The Green Grids Initiative – A Must for India to Reach Net-Zero?

Author: Anirudh Krishnan 

Editor: Riya Singh Rathore


This paper aims to provide an overview of the Green Grids Initiative, focusing on the implementation, benefits, and drawbacks of the initiative in India. It introduces COP26 as a concept and the various agreements in the energy sector, followed by the history and the goals of the initiative, the implementation of the initiative, and the challenges and opportunities of the initiative with India as the focus. The piece concludes with suggestions on issues that need to be addressed before the initiative is implemented properly.

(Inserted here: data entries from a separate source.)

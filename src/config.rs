//! Aggregator configuration.
//!
//! # Examples
//!
//! ```
//! use errchan::{AggregatorConfig, Overflow};
//!
//! # #[tokio::main(flavor = "current_thread")]
//! # async fn main() {
//! let errors = AggregatorConfig::new()
//!     .with_capacity(8)
//!     .with_overflow(Overflow::DropNewest)
//!     .build::<String>();
//!
//! assert_eq!(errors.config().capacity, 8);
//! # }
//! ```

#[cfg(feature = "serde")]
use serde::{Deserialize, Serialize};

use crate::aggregator::ErrorAggregator;

/// What a failing task does when the channel has no room left.
#[derive(Clone, Copy, Debug, PartialEq, Eq, Hash, Default)]
#[cfg_attr(feature = "serde", derive(Serialize, Deserialize))]
#[cfg_attr(feature = "serde", serde(rename_all = "snake_case"))]
pub enum Overflow {
    /// Wait for the consumer to make room, or for the aggregator to close.
    #[default]
    Wait,
    /// Drop the error immediately and count it in
    /// [`ErrorAggregator::dropped`].
    DropNewest,
}

/// Settings for an [`ErrorAggregator`].
#[derive(Clone, Debug, PartialEq, Eq, Hash)]
#[cfg_attr(feature = "serde", derive(Serialize, Deserialize))]
#[cfg_attr(feature = "serde", serde(default))]
pub struct AggregatorConfig {
    /// Number of delivered errors the channel holds before producers have to
    /// wait. Zero is treated as one.
    pub capacity: usize,
    /// Policy applied when the channel is full.
    pub overflow: Overflow,
}

impl Default for AggregatorConfig {
    fn default() -> Self {
        Self { capacity: 1, overflow: Overflow::Wait }
    }
}

impl AggregatorConfig {
    /// Creates a configuration with default settings.
    #[inline]
    pub fn new() -> Self {
        Self::default()
    }

    /// Sets the channel capacity.
    #[inline]
    pub fn with_capacity(mut self, capacity: usize) -> Self {
        self.capacity = capacity;
        self
    }

    /// Sets the overflow policy.
    #[inline]
    pub fn with_overflow(mut self, overflow: Overflow) -> Self {
        self.overflow = overflow;
        self
    }

    /// Capacity actually used for the channel, never zero.
    #[inline]
    pub fn effective_capacity(&self) -> usize {
        self.capacity.max(1)
    }

    /// Builds an open aggregator with these settings.
    pub fn build<E: Send + 'static>(self) -> ErrorAggregator<E> {
        ErrorAggregator::with_config(self)
    }
}
use std::{collections::HashMap, sync::Arc};

use log::{debug, trace};

use crate::{
    bit_array::{BitArray, ChangeMask},
    config::ReplicationConfig,
    handle::{HandleAllocator, HandleKind, NetHandle},
    protocol::{MemberValue, ObjectState, ReplicationProtocol},
    registry::{
        error::RegistryError,
        object_data::{
            DependentObjectInfo, DependentSchedulingHint, DestroyFlags, ReplicatedObjectData,
            SubObjectCondition,
        },
    },
    types::InternalIndex,
};

/// Implemented by everything holding arrays indexed by internal index, so
/// they can grow in lockstep with the registry.
pub trait MaxInternalIndexListener {
    fn on_max_internal_index_increased(&mut self, new_max_internal_index: InternalIndex);
}

/// Owns object identity: handles, internal indices, the subobject and
/// dependent-object graphs, and the global scope and dirty bitsets.
pub struct ObjectRegistry {
    max_object_count: u32,
    growth: u32,
    objects: Vec<Option<ReplicatedObjectData>>,
    handle_to_index: HashMap<NetHandle, InternalIndex>,
    free_indices: Vec<InternalIndex>,
    next_fresh_index: InternalIndex,
    max_internal_index: InternalIndex,
    scopable: BitArray,
    dirty: BitArray,
    pending_destroy: BitArray,
    torn_off: Vec<InternalIndex>,
    destruction_infos: HashMap<NetHandle, InternalIndex>,
    handle_allocator: HandleAllocator,
    pending_capacity_increase: Option<InternalIndex>,
}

Keywords: Energy transition, solar energy, interconnectivity, solar energy infrastructure, emissions, Green Grids


INTRODUCTION: Taking off from COP26 

The United Nations Climate Change Conference [COP26] in Glasgow saw the participation of over 120 world leaders, 40,000 registered participants, 22,744 political party members, 14,000 observers, and over 3,800 media representatives. This UK-Italy led conference promoted discussions on climate change issues and solutions which resulted in the Glasgow Climate Pact (United Nations, n.d.). The pact includes commitments to strengthen efforts to build climate resilience and curb the emission of greenhouse gases. 

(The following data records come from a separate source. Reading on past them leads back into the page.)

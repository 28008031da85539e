use thiserror::Error;

use crate::{
    attachment::NetAttachment,
    bit_array::ChangeMask,
    handle::NetHandle,
    protocol::{ObjectState, ReplicationProtocol},
};

/// Errors a bridge reports back to the reader
#[derive(Debug, Clone, PartialEq, Eq, Error)]
pub enum BridgeError {
    /// The bridge would not create a local instance for a replicated object
    #[error("Instantiation of {handle} refused: {reason}")]
    InstantiationRefused { handle: NetHandle, reason: String },
}

/// Received state for one object, handed to the bridge when it is applied.
pub struct StateUpdate<'a> {
    pub handle: NetHandle,
    /// Everything received for the object so far.
    pub state: &'a ObjectState,
    /// Members to copy into the instance. References that cannot be
    /// resolved yet are left out and delivered later on their own.
    pub changed: &'a ChangeMask,
    pub is_initial: bool,
}

#[derive(Clone, Copy, Debug, Default, PartialEq, Eq, Hash)]
pub struct EndReplicationFlags {
    /// Keep the local instance alive; it just stops receiving updates.
    pub tear_off: bool,
    pub destroy_instance: bool,
}

/// Connects replicated objects on the receiving side to whatever represents
/// them locally.
pub trait ReplicationBridge {
    /// Creates the local instance for a newly replicated object. `root` is
    /// set for subobjects.
    fn instantiate(
        &mut self,
        handle: NetHandle,
        protocol: &ReplicationProtocol,
        root: Option<NetHandle>,
    ) -> Result<(), BridgeError>;

    fn apply_state(&mut self, update: StateUpdate<'_>);

    fn on_attachment(&mut self, handle: NetHandle, attachment: NetAttachment);

    fn end_replication(&mut self, handle: NetHandle, flags: EndReplicationFlags);

    /// A static object was destroyed on the sending side before this
    /// connection ever replicated it.
    fn on_destruction_info(&mut self, handle: NetHandle);

    /// Whether a must-be-mapped reference can be used right now. Batches
    /// exporting a reference that is still loading are held back.
    fn is_reference_loaded(&self, _handle: NetHandle) -> bool {
        true
    }

    /// Whether the bridge knows `handle` without it being replicated, e.g.
    /// a static object loaded with a level.
    fn resolve_reference(&self, _handle: NetHandle) -> bool {
        false
    }
}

The conference called for participation from nations to accelerate their transition from coal and fossil fuels to clean power. This was significant since the energy sector accounts for more than a quarter of global greenhouse gas emissions. Suggestions proposed that developed countries and developing countries phase out coal by 2030 and 2040, respectively, and urged nations to cease the construction of new thermal power plants (UN Climate Change Conference, n.d.). Based on such suggestions and deliberations of COP26, Prime Minister Modi announced India’s Panchamrit to combat climate change and accelerate the energy transition in India. Under the International Solar Alliance [ISA], India further announced the launch of the Green Grids Initiative – One Sun, One World, One Grid [GGI-OSOWOG] in partnership with the United Kingdom. The OSOWOG envisions financial, technological, and research cooperation to facilitate cross-border renewable energy transfer projects (ibid.). The initiative, however, comes with its set of opportunities and obstacles.